/AnMtgsAbsts2009.55291 SWRT Enhancement of Water Use Efficiency and Economics of Irrigated Low Water Holding Capacity Sandy Soils.

Monday, November 2, 2009: 11:45 AM
Convention Center, Room 412, Fourth Floor
Alvin Smucker, Ger Schultink and Kurt Thelen, Michigan State Univ., East Lansing, MI

Although supplemental irrigation, additional fertilization and manure applications do increase plant production on most sandy soils, farming sandy soils is not sustainable due to elevated leaching losses of nutrients, pathogens, veterinary pharmaceuticals and farm animal hormones to groundwater supplies.

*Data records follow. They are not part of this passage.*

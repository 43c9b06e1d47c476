//! Raw sector device.
//!
//! The simulated disk is a flat host file of `NUM_SECTORS` sectors.  A real
//! device would raise a completion interrupt; this model performs the I/O
//! synchronously and fires the completion callback before returning, which
//! is all the synchronous disk layer above needs.

use std::fs::{File, OpenOptions};
use std::io::{Read, Seek, SeekFrom, Write};
use std::path::Path;

use log::debug;

/// Disk I/O unit, in bytes.
pub const SECTOR_SIZE: usize = 128;
/// Total sectors on the simulated disk.
pub const NUM_SECTORS: usize = 1024;

pub struct Disk {
    file: spin::Mutex<File>,
}

impl Disk {
    /// Open (or create) the backing file.  A formatted boot starts from an
    /// all-zero disk image.
    pub fn open(path: &Path, format: bool) -> std::io::Result<Self> {
        let file = OpenOptions::new()
            .read(true)
            .write(true)
            .create(true)
            .open(path)?;
        if format {
            file.set_len(0)?;
        }
        file.set_len((NUM_SECTORS * SECTOR_SIZE) as u64)?;
        debug!(target: "machine", "disk image at {} ({} sectors)", path.display(), NUM_SECTORS);
        Ok(Self {
            file: spin::Mutex::new(file),
        })
    }

    pub fn read_sector(&self, sector: usize, data: &mut [u8], done: impl FnOnce()) {
        assert!(sector < NUM_SECTORS);
        assert_eq!(data.len(), SECTOR_SIZE);
        let mut file = self.file.lock();
        file.seek(SeekFrom::Start((sector * SECTOR_SIZE) as u64))
            .expect("disk seek failed");
        file.read_exact(data).expect("disk read failed");
        drop(file);
        done();
    }

    pub fn write_sector(&self, sector: usize, data: &[u8], done: impl FnOnce()) {
        assert!(sector < NUM_SECTORS);
        assert_eq!(data.len(), SECTOR_SIZE);
        let mut file = self.file.lock();
        file.seek(SeekFrom::Start((sector * SECTOR_SIZE) as u64))
            .expect("disk seek failed");
        file.write_all(data).expect("disk write failed");
        drop(file);
        done();
    }
}

#[cfg(test)]
mod tests {
    use super::*;

    #[test]
    fn sectors_round_trip() {
        let dir = tempfile::tempdir().unwrap();
        let disk = Disk::open(&dir.path().join("DISK"), true).unwrap();
        let mut fired = false;
        let payload = [0xabu8; SECTOR_SIZE];
        disk.write_sector(7, &payload, || fired = true);
        assert!(fired);
        let mut back = [0u8; SECTOR_SIZE];
        disk.read_sector(7, &mut back, || {});
        assert_eq!(back, payload);
    }
}
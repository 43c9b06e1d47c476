//! Per-process address spaces.
//!
//! A space owns its page table and a handle on the executable it was
//! loaded from.  Eager loading copies the code and initialized-data
//! segments in at construction; demand loading starts with every entry
//! invalid and fills frames on first touch, optionally spilling to a
//! per-process swap file when physical memory runs out.

use std::sync::Arc;

use log::debug;

use crate::error::KernelError;
use crate::fs::open_file::OpenFile;
use crate::kernel::Kernel;
use crate::machine::mmu::{
    PageTable, PteFlags, TranslationEntry, INVALID_FRAME, PAGE_SIZE, TLB_SIZE,
};
use crate::machine::{NEXT_PC_REG, NUM_TOTAL_REGS, PC_REG, STACK_REG};
use crate::util::div_round_up;
use crate::vm::executable::{Executable, Segment};

/// Room reserved above the image for the user stack.
pub const USER_STACK_SIZE: u32 = 1024;
/// Gap left below the top of the stack so the first frame reference stays
/// inside the space.
const STACK_GUARD: u32 = 16;

pub struct AddressSpace {
    space_id: usize,
    num_pages: u32,
    page_table: PageTable,
    executable: Arc<OpenFile>,
    code: Segment,
    init_data: Segment,
    swap_file: Option<Arc<OpenFile>>,
    swap_path: Option<String>,
}

impl AddressSpace {
    /// Build the space for `executable`, registering it with the kernel.
    /// Fails on a bad magic word, or, without swap, when the image plus
    /// stack cannot fit in free physical memory.
    pub fn new(
        k: &Kernel,
        executable: Arc<OpenFile>,
        space_id: usize,
    ) -> Result<Arc<Self>, KernelError> {
        let exe = Executable::new(k, &executable);
        if !exe.check_magic() {
            return Err(KernelError::BadExecutable);
        }
        let size = exe.size() + USER_STACK_SIZE;
        let code = exe.code();
        let init_data = exe.init_data();
        let num_pages = div_round_up(size, PAGE_SIZE as u32);
        let size = num_pages * PAGE_SIZE as u32;
        debug!(target: "vm",
            "initializing address space {space_id}: {num_pages} pages, {size} bytes");

        if !k.config.swap && num_pages as usize > k.core_map.count_clear() {
            return Err(KernelError::OutOfFrames);
        }

        let mut table = Vec::with_capacity(num_pages as usize);
        for vpn in 0..num_pages {
            if k.config.demand_loading {
                table.push(TranslationEntry::invalid(vpn));
            } else {
                let frame = k
                    .core_map
                    .find_frame(space_id)
                    .ok_or(KernelError::OutOfFrames)?;
                table.push(TranslationEntry {
                    virtual_page: vpn,
                    physical_page: frame,
                    flags: PteFlags::VALID,
                });
            }
        }

        let (swap_file, swap_path) = if k.config.swap {
            let name = format!("SWAP.{space_id}");
            let mut path = k.current_thread().path();
            path.merge(&name);
            let path = path.to_string();
            let _ = k.file_system().remove(k, &path);
            k.file_system().create(k, &path, size, false)?;
            debug!(target: "vm", "created swap file {path}");
            (Some(k.file_system().open(k, &path)?), Some(path))
        } else {
            (None, None)
        };

        let space = Arc::new(Self {
            space_id,
            num_pages,
            page_table: Arc::new(spin::Mutex::new(table)),
            executable,
            code,
            init_data,
            swap_file,
            swap_path,
        });
        k.register_space(Arc::clone(&space));

        if !k.config.demand_loading {
            space.load_all(k);
        }
        Ok(space)
    }

    pub fn space_id(&self) -> usize {
        self.space_id
    }

    pub fn num_pages(&self) -> u32 {
        self.num_pages
    }

    /// In-kernel translation of a user virtual address.
    pub fn translate(&self, virt_addr: u32) -> u32 {
        let page = virt_addr / PAGE_SIZE as u32;
        let offset = virt_addr % PAGE_SIZE as u32;
        let physical_page = self.page_table.lock()[page as usize].physical_page;
        physical_page * PAGE_SIZE as u32 + offset
    }

    /// Zero the frames and copy the code and initialized-data segments in
    /// (eager loading).
    fn load_all(&self, k: &Kernel) {
        for vpn in 0..self.num_pages {
            let frame = self.page_table.lock()[vpn as usize].physical_page;
            k.machine.mmu.zero_frame(frame);
        }
        let exe = Executable::new(k, &self.executable);
        self.copy_segment(k, self.code, |buf, offset| {
            exe.read_code_block(k, buf, offset);
        });
        self.copy_segment(k, self.init_data, |buf, offset| {
            exe.read_data_block(k, buf, offset);
        });
    }

    fn copy_segment(&self, k: &Kernel, seg: Segment, read: impl Fn(&mut [u8], u32)) {
        if seg.size == 0 {
            return;
        }
        debug!(target: "vm",
            "loading segment at {:#x}, size {}", seg.addr, seg.size);
        let mut copied = 0;
        let mut buf = [0u8; PAGE_SIZE];
        while copied < seg.size {
            let virt_addr = seg.addr + copied;
            let page_offset = virt_addr % PAGE_SIZE as u32;
            let chunk = (PAGE_SIZE as u32 - page_offset).min(seg.size - copied) as usize;
            read(&mut buf[..chunk], copied);
            k.machine
                .mmu
                .write_phys(self.translate(virt_addr) as usize, &buf[..chunk]);
            copied += chunk as u32;
        }
    }

    /// Set up the register file to start execution at the image entry:
    /// PC 0, the branch-delay slot after it, and the stack pointer at the
    /// top of the space minus a small guard.
    pub fn init_registers(&self, k: &Kernel) {
        for reg in 0..NUM_TOTAL_REGS {
            k.machine.write_register(reg, 0);
        }
        k.machine.write_register(PC_REG, 0);
        k.machine.write_register(NEXT_PC_REG, 4);
        let stack = self.num_pages * PAGE_SIZE as u32 - STACK_GUARD;
        k.machine.write_register(STACK_REG, stack as i32);
        debug!(target: "vm", "stack register initialized to {stack}");
    }

    /// Context-switch out: with swapping on, fold the TLB's use/dirty bits
    /// back into the page table so eviction decisions see them.
    pub fn save_state(&self, k: &Kernel) {
        if k.config.swap {
            for slot in 0..TLB_SIZE {
                self.sync_tlb_entry(k, slot);
            }
        }
    }

    /// Context-switch in: flush the TLB, or bind the page table directly
    /// when translation does not go through one.
    pub fn restore_state(&self, k: &Kernel) {
        if k.config.use_tlb {
            for slot in 0..TLB_SIZE {
                k.machine.mmu.invalidate_tlb_entry(slot);
            }
        } else {
            k.machine.mmu.bind_page_table(Arc::clone(&self.page_table));
        }
    }

    /// Copy a TLB slot's use/dirty bits into the page table and invalidate
    /// the slot.
    fn sync_tlb_entry(&self, k: &Kernel, slot: usize) {
        let entry = k.machine.mmu.tlb_entry(slot);
        if entry.is_valid() {
            let mut table = self.page_table.lock();
            let pte = &mut table[entry.virtual_page as usize];
            pte.flags.set(PteFlags::USE, entry.flags.contains(PteFlags::USE));
            pte.flags.set(PteFlags::DIRTY, entry.flags.contains(PteFlags::DIRTY));
        }
        k.machine.mmu.invalidate_tlb_entry(slot);
    }

    /// Service a fault on `virt_addr`: obtain a frame, fill it from swap
    /// or from the executable, and install the mapping in the TLB.  A
    /// fault on a page that is already resident just refills the TLB.
    pub fn service_page_fault(&self, k: &Kernel, virt_addr: u32) {
        let vpn = virt_addr / PAGE_SIZE as u32;
        assert!(vpn < self.num_pages, "page fault outside the address space");

        let resident = self.page_table.lock()[vpn as usize];
        if resident.is_valid() {
            if k.config.use_lru {
                k.core_map.update_timers(resident.physical_page);
            }
            self.install_tlb_entry(k, resident);
            return;
        }

        let frame = if k.config.swap {
            k.core_map.replace_page(k, self.space_id)
        } else {
            k.core_map
                .find_frame(self.space_id)
                .expect("out of physical frames with swapping disabled")
        };

        let in_swap = self.page_table.lock()[vpn as usize]
            .flags
            .contains(PteFlags::IN_SWAP);
        let entry = if in_swap {
            self.load_from_swap(k, vpn, frame)
        } else {
            self.load_page(k, vpn, frame)
        };
        if k.config.use_lru {
            k.core_map.update_timers(frame);
        }
        self.install_tlb_entry(k, entry);
    }

    /// Put `entry` in the TLB, folding the displaced slot's use/dirty bits
    /// back into the page table.
    fn install_tlb_entry(&self, k: &Kernel, entry: TranslationEntry) {
        if let Some(evicted) = k.machine.mmu.insert_tlb(entry) {
            let mut table = self.page_table.lock();
            let pte = &mut table[evicted.virtual_page as usize];
            pte.flags.set(PteFlags::USE, evicted.flags.contains(PteFlags::USE));
            pte.flags.set(PteFlags::DIRTY, evicted.flags.contains(PteFlags::DIRTY));
        }
    }

    /// First touch of `vpn`: read the overlapping code and initialized-data
    /// bytes from the executable and zero-fill the rest (BSS and stack).
    fn load_page(&self, k: &Kernel, vpn: u32, frame: u32) -> TranslationEntry {
        debug!(target: "vm", "loading page {vpn} of space {} into frame {frame}", self.space_id);
        let base = vpn * PAGE_SIZE as u32;
        k.machine.mmu.zero_frame(frame);

        let exe = Executable::new(k, &self.executable);
        let mut buf = [0u8; PAGE_SIZE];
        let mut pull = |seg: Segment, read: &dyn Fn(&mut [u8], u32) -> usize| {
            let start = base.max(seg.addr);
            let end = (base + PAGE_SIZE as u32).min(seg.addr + seg.size);
            if start < end {
                let count = (end - start) as usize;
                read(&mut buf[..count], start - seg.addr);
                let phys = frame as usize * PAGE_SIZE + (start - base) as usize;
                k.machine.mmu.write_phys(phys, &buf[..count]);
            }
        };
        pull(self.code, &|buf, offset| exe.read_code_block(k, buf, offset));
        pull(self.init_data, &|buf, offset| exe.read_data_block(k, buf, offset));

        let mut table = self.page_table.lock();
        table[vpn as usize] = TranslationEntry {
            virtual_page: vpn,
            physical_page: frame,
            flags: PteFlags::VALID,
        };
        table[vpn as usize]
    }

    /// Bring `vpn` back from the swap file.  The swap copy stays current
    /// until the page is dirtied again, so `IN_SWAP` survives the reload
    /// and a clean re-eviction skips the write-back.
    fn load_from_swap(&self, k: &Kernel, vpn: u32, frame: u32) -> TranslationEntry {
        debug!(target: "vm", "loading page {vpn} of space {} from swap", self.space_id);
        let swap = self.swap_file.as_ref().expect("swap disabled");
        let mut buf = [0u8; PAGE_SIZE];
        let read = swap.read_at(k, &mut buf, vpn * PAGE_SIZE as u32);
        assert_eq!(read, PAGE_SIZE, "short swap read");
        k.machine
            .mmu
            .write_phys(frame as usize * PAGE_SIZE, &buf);

        let mut table = self.page_table.lock();
        table[vpn as usize] = TranslationEntry {
            virtual_page: vpn,
            physical_page: frame,
            flags: PteFlags::VALID | PteFlags::IN_SWAP,
        };
        table[vpn as usize]
    }

    /// Evict `vpn`: invalidate the mapping, release the frame, and write
    /// the page to the swap file if it is dirty.  TLB entries covering the
    /// frame are folded back first when this space is the one running.
    pub fn swap_page(&self, k: &Kernel, vpn: u32) {
        let frame = {
            let mut table = self.page_table.lock();
            table[vpn as usize].flags.remove(PteFlags::VALID);
            table[vpn as usize].physical_page
        };
        k.core_map.clear_frame(frame);

        let running_here = k
            .try_current_thread()
            .and_then(|t| t.space())
            .is_some_and(|s| s.space_id == self.space_id);
        if running_here {
            for slot in 0..TLB_SIZE {
                let entry = k.machine.mmu.tlb_entry(slot);
                if entry.is_valid() && entry.physical_page == frame {
                    self.sync_tlb_entry(k, slot);
                }
            }
        }

        let dirty = self.page_table.lock()[vpn as usize]
            .flags
            .contains(PteFlags::DIRTY);
        if dirty {
            let swap = self.swap_file.as_ref().expect("swap disabled");
            let mut buf = [0u8; PAGE_SIZE];
            k.machine
                .mmu
                .read_phys(frame as usize * PAGE_SIZE, &mut buf);
            let written = swap.write_at(k, &buf, vpn * PAGE_SIZE as u32);
            assert_eq!(written, PAGE_SIZE, "short swap write");
            debug!(target: "vm", "page {vpn} of space {} saved to swap", self.space_id);
            self.page_table.lock()[vpn as usize].flags |= PteFlags::IN_SWAP;
        }
        self.page_table.lock()[vpn as usize].physical_page = INVALID_FRAME;
    }

    /// Which virtual page of this space sits in `frame`.
    pub fn vpn_of_frame(&self, frame: u32) -> u32 {
        let table = self.page_table.lock();
        table
            .iter()
            .position(|e| e.is_valid() && e.physical_page == frame)
            .expect("frame not mapped by this space") as u32
    }

    pub fn page_table_entry(&self, vpn: u32) -> TranslationEntry {
        self.page_table.lock()[vpn as usize]
    }

    /// Tear the space down: give back every frame, drop the executable,
    /// and delete the swap file.
    pub fn destroy(&self, k: &Kernel) {
        debug!(target: "vm", "destroying address space {}", self.space_id);
        if k.config.swap {
            k.core_map.clear_space(self.space_id);
        } else {
            let table = self.page_table.lock().clone();
            for entry in table.iter().filter(|e| e.is_valid()) {
                k.core_map.clear_frame(entry.physical_page);
            }
        }
        self.executable.close(k);
        if let Some(swap) = &self.swap_file {
            swap.close(k);
            let path = self.swap_path.as_ref().unwrap();
            let _ = k.file_system().remove(k, path);
        }
        k.unregister_space(self.space_id);
    }
}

Expanding agroecosystems into sustainable plant biomass production systems for biofuels requires substantial increases in current agricultural lands by at least 70 million additional acres to achieve national goals for biomass-based ethanol production by 2025. Expansion of agricultural landscapes will undoubtedly include irrigated coarse textured marginal soils. Combining the natural hydropedological mechanisms for water retention with barrier-mediated water conservation technologies we will outline how the ‘leaky syndrome' nature of sandy soils can be permanently ameliorated. Current knowledge-based mechanisms which trap and retain larger quantities of soil water in plant root zones for prolonged periods increase and sustain cellulose biomass production by 3 to 5-fold with concomitant water savings of 60 to 80% without leaching losses. The installation of contoured engineered polyethylene membranes will double the water holding capacities of most sandy soils enabling the production of 3 to 5 times more plant biomass which significantly increase soil C accumulations every 4-5 years. These new plant and soil technologies must be developed and proven before plant biomass production systems can sustainably produce more than the staggering projections of a billion metric tons of cellulose annually. Newly altered agricultural landscapes require substantial research and creativity before this nation can produce 107 billion gallons of ethanol needed to replace 75% of the annual consumption of 142 billion gallons of gasoline by 2050. These and other critical questions must be answered before sustainable biomass production systems can be expanded across large landscapes of sandy soils in the USA.